• **Problem details**
Output the data that follows, keeping every line identical.

• **Excerpted records**
((

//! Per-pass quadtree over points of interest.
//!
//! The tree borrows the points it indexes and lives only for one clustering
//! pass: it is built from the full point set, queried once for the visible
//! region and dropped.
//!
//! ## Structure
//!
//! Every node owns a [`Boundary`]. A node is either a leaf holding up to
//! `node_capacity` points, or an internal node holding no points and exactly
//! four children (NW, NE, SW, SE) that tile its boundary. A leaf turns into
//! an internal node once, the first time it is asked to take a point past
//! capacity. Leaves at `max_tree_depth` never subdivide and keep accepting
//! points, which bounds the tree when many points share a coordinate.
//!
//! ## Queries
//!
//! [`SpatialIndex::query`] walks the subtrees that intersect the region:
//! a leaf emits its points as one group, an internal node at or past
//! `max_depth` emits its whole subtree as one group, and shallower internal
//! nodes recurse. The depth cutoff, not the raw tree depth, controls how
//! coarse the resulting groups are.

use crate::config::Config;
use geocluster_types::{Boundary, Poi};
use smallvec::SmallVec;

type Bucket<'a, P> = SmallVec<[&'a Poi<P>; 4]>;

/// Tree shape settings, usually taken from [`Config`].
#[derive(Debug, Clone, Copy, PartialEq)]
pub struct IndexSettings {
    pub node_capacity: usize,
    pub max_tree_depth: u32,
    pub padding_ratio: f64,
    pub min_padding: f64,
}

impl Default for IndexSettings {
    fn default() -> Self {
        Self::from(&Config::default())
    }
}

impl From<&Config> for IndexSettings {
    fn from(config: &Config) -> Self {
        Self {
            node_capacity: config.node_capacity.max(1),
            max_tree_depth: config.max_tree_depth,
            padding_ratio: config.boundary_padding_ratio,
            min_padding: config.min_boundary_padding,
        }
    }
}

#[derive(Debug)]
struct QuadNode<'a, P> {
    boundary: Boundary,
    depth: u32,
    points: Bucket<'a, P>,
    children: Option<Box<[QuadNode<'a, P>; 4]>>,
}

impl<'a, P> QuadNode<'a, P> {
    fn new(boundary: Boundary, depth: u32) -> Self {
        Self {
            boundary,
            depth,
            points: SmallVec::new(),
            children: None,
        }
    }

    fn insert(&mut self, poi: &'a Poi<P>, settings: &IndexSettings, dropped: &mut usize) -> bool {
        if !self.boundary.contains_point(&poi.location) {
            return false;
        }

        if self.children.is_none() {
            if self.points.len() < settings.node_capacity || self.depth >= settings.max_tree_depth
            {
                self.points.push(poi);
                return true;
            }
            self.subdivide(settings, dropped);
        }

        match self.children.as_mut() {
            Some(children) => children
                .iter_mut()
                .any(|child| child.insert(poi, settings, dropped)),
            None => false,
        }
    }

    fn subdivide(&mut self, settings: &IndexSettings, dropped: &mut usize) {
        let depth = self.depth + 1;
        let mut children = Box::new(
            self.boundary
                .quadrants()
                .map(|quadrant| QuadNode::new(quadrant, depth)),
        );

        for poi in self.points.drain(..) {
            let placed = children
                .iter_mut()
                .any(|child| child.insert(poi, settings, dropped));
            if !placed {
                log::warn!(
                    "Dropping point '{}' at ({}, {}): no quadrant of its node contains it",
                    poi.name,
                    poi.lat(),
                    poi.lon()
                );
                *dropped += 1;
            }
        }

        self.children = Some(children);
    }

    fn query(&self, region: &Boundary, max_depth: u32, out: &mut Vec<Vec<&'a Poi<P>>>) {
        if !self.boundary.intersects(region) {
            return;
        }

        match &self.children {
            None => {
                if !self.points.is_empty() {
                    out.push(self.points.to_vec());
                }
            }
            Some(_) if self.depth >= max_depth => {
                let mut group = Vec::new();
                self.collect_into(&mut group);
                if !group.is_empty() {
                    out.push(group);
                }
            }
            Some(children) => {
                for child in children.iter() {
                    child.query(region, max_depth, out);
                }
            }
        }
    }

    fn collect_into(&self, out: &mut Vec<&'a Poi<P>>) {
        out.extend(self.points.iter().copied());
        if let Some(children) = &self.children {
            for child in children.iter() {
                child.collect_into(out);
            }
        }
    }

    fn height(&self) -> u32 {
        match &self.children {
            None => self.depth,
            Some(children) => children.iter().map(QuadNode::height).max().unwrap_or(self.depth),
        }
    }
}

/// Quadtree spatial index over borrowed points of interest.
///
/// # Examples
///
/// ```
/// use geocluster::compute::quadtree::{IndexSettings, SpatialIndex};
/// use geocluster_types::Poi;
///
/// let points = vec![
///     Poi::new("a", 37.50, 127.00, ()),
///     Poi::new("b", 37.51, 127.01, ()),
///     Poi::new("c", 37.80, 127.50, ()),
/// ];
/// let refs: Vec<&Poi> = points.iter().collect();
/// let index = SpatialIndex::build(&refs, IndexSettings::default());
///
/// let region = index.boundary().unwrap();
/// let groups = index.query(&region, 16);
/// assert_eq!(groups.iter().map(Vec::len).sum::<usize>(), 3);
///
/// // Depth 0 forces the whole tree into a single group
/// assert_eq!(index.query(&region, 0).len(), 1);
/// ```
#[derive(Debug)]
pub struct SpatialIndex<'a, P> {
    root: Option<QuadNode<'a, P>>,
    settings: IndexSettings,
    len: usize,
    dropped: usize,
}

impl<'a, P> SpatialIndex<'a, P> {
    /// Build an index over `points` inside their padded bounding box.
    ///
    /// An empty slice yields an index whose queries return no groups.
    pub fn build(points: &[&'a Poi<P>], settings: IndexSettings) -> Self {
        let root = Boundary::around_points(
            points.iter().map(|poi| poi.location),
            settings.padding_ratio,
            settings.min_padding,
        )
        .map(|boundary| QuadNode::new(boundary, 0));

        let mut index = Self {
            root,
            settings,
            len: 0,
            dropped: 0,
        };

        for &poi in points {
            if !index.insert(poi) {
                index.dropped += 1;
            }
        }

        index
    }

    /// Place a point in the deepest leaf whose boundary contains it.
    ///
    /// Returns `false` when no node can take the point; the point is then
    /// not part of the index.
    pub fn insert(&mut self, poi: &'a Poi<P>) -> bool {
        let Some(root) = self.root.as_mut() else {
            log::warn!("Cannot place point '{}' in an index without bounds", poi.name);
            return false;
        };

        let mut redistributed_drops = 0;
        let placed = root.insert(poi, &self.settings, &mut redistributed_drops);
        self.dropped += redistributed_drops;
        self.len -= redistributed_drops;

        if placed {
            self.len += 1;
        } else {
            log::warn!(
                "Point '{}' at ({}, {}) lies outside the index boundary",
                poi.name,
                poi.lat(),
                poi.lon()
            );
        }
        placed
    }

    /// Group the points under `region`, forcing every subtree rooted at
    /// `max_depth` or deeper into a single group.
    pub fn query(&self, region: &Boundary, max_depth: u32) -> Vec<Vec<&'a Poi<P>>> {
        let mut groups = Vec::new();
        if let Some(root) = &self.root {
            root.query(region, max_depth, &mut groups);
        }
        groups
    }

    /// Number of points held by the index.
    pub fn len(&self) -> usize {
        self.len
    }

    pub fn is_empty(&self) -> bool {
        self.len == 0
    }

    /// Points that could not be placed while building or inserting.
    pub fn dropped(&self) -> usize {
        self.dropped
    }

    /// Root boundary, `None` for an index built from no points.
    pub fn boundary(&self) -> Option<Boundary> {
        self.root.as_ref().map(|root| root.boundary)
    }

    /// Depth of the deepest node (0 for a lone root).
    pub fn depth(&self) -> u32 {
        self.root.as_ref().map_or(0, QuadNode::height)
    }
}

))

• **Solution for this task**
//! Per-pass quadtree over points of interest.
//!
//! The tree borrows the points it indexes and lives only for one clustering
//! pass: it is built from the full point set, queried once for the visible
//! region and dropped.
//!
//! ## Structure
//!
//! Every node owns a [`Boundary`]. A node is either a leaf holding up to
//! `node_capacity` points, or an internal node holding no points and exactly
//! four children (NW, NE, SW, SE) that tile its boundary. A leaf turns into
//! an internal node once, the first time it is asked to take a point past
//! capacity. Leaves at `max_tree_depth` never subdivide and keep accepting
//! points, which bounds the tree when many points share a coordinate.
//!
//! ## Queries
//!
//! [`SpatialIndex::query`] walks the subtrees that intersect the region:
//! a leaf emits its points as one group, an internal node at or past
//! `max_depth` emits its whole subtree as one group, and shallower internal
//! nodes recurse. The depth cutoff, not the raw tree depth, controls how
//! coarse the resulting groups are.

use crate::config::Config;
use geocluster_types::{Boundary, Poi};
use smallvec::SmallVec;

type Bucket<'a, P> = SmallVec<[&'a Poi<P>; 4]>;

/// Tree shape settings, usually taken from [`Config`].
#[derive(Debug, Clone, Copy, PartialEq)]
pub struct IndexSettings {
    pub node_capacity: usize,
    pub max_tree_depth: u32,
    pub padding_ratio: f64,
    pub min_padding: f64,
}

impl Default for IndexSettings {
    fn default() -> Self {
        Self::from(&Config::default())
    }
}

impl From<&Config> for IndexSettings {
    fn from(config: &Config) -> Self {
        Self {
            node_capacity: config.node_capacity.max(1),
            max_tree_depth: config.max_tree_depth,
            padding_ratio: config.boundary_padding_ratio,
            min_padding: config.min_boundary_padding,
        }
    }
}

#[derive(Debug)]
struct QuadNode<'a, P> {
    boundary: Boundary,
    depth: u32,
    points: Bucket<'a, P>,
    children: Option<Box<[QuadNode<'a, P>; 4]>>,
}

impl<'a, P> QuadNode<'a, P> {
    fn new(boundary: Boundary, depth: u32) -> Self {
        Self {
            boundary,
            depth,
            points: SmallVec::new(),
            children: None,
        }
    }

    fn insert(&mut self, poi: &'a Poi<P>, settings: &IndexSettings, dropped: &mut usize) -> bool {
        if !self.boundary.contains_point(&poi.location) {
            return false;
        }

        if self.children.is_none() {
            if self.points.len() < settings.node_capacity || self.depth >= settings.max_tree_depth
            {
                self.points.push(poi);
                return true;
            }
            self.subdivide(settings, dropped);
        }

        match self.children.as_mut() {
            Some(children) => children
                .iter_mut()
                .any(|child| child.insert(poi, settings, dropped)),
            None => false,
        }
    }

    fn subdivide(&mut self, settings: &IndexSettings, dropped: &mut usize) {
        let depth = self.depth + 1;
        let mut children = Box::new(
            self.boundary
                .quadrants()
                .map(|quadrant| QuadNode::new(quadrant, depth)),
        );

        for poi in self.points.drain(..) {
            let placed = children
                .iter_mut()
                .any(|child| child.insert(poi, settings, dropped));
            if !placed {
                log::warn!(
                    "Dropping point '{}' at ({}, {}): no quadrant of its node contains it",
                    poi.name,
                    poi.lat(),
                    poi.lon()
                );
                *dropped += 1;
            }
        }

        self.children = Some(children);
    }

    fn query(&self, region: &Boundary, max_depth: u32, out: &mut Vec<Vec<&'a Poi<P>>>) {
        if !self.boundary.intersects(region) {
            return;
        }

        match &self.children {
            None => {
                if !self.points.is_empty() {
                    out.push(self.points.to_vec());
                }
            }
            Some(_) if self.depth >= max_depth => {
                let mut group = Vec::new();
                self.collect_into(&mut group);
                if !group.is_empty() {
                    out.push(group);
                }
            }
            Some(children) => {
                for child in children.iter() {
                    child.query(region, max_depth, out);
                }
            }
        }
    }

    fn collect_into(&self, out: &mut Vec<&'a Poi<P>>) {
        out.extend(self.points.iter().copied());
        if let Some(children) = &self.children {
            for child in children.iter() {
                child.collect_into(out);
            }
        }
    }

    fn height(&self) -> u32 {
        match &self.children {
            None => self.depth,
            Some(children) => children.iter().map(QuadNode::height).max().unwrap_or(self.depth),
        }
    }
}

/// Quadtree spatial index over borrowed points of interest.
///
/// # Examples
///
/// ```
/// use geocluster::compute::quadtree::{IndexSettings, SpatialIndex};
/// use geocluster_types::Poi;
///
/// let points = vec![
///     Poi::new("a", 37.50, 127.00, ()),
///     Poi::new("b", 37.51, 127.01, ()),
///     Poi::new("c", 37.80, 127.50, ()),
/// ];
/// let refs: Vec<&Poi> = points.iter().collect();
/// let index = SpatialIndex::build(&refs, IndexSettings::default());
///
/// let region = index.boundary().unwrap();
/// let groups = index.query(&region, 16);
/// assert_eq!(groups.iter().map(Vec::len).sum::<usize>(), 3);
///
/// // Depth 0 forces the whole tree into a single group
/// assert_eq!(index.query(&region, 0).len(), 1);
/// ```
#[derive(Debug)]
pub struct SpatialIndex<'a, P> {
    root: Option<QuadNode<'a, P>>,
    settings: IndexSettings,
    len: usize,
    dropped: usize,
}

impl<'a, P> SpatialIndex<'a, P> {
    /// Build an index over `points` inside their padded bounding box.
    ///
    /// An empty slice yields an index whose queries return no groups.
    pub fn build(points: &[&'a Poi<P>], settings: IndexSettings) -> Self {
        let root = Boundary::around_points(
            points.iter().map(|poi| poi.location),
            settings.padding_ratio,
            settings.min_padding,
        )
        .map(|boundary| QuadNode::new(boundary, 0));

        let mut index = Self {
            root,
            settings,
            len: 0,
            dropped: 0,
        };

        for &poi in points {
            if !index.insert(poi) {
                index.dropped += 1;
            }
        }

        index
    }

    /// Place a point in the deepest leaf whose boundary contains it.
    ///
    /// Returns `false` when no node can take the point; the point is then
    /// not part of the index.
    pub fn insert(&mut self, poi: &'a Poi<P>) -> bool {
        let Some(root) = self.root.as_mut() else {
            log::warn!("Cannot place point '{}' in an index without bounds", poi.name);
            return false;
        };

        let mut redistributed_drops = 0;
        let placed = root.insert(poi, &self.settings, &mut redistributed_drops);
        self.dropped += redistributed_drops;
        self.len -= redistributed_drops;

        if placed {
            self.len += 1;
        } else {
            log::warn!(
                "Point '{}' at ({}, {}) lies outside the index boundary",
                poi.name,
                poi.lat(),
                poi.lon()
            );
        }
        placed
    }

    /// Group the points under `region`, forcing every subtree rooted at
    /// `max_depth` or deeper into a single group.
    pub fn query(&self, region: &Boundary, max_depth: u32) -> Vec<Vec<&'a Poi<P>>> {
        let mut groups = Vec::new();
        if let Some(root) = &self.root {
            root.query(region, max_depth, &mut groups);
        }
        groups
    }

    /// Number of points held by the index.
    pub fn len(&self) -> usize {
        self.len
    }

    pub fn is_empty(&self) -> bool {
        self.len == 0
    }

    /// Points that could not be placed while building or inserting.
    pub fn dropped(&self) -> usize {
        self.dropped
    }

    /// Root boundary, `None` for an index built from no points.
    pub fn boundary(&self) -> Option<Boundary> {
        self.root.as_ref().map(|root| root.boundary)
    }

    /// Depth of the deepest node (0 for a lone root).
    pub fn depth(&self) -> u32 {
        self.root.as_ref().map_or(0, QuadNode::height)
    }
}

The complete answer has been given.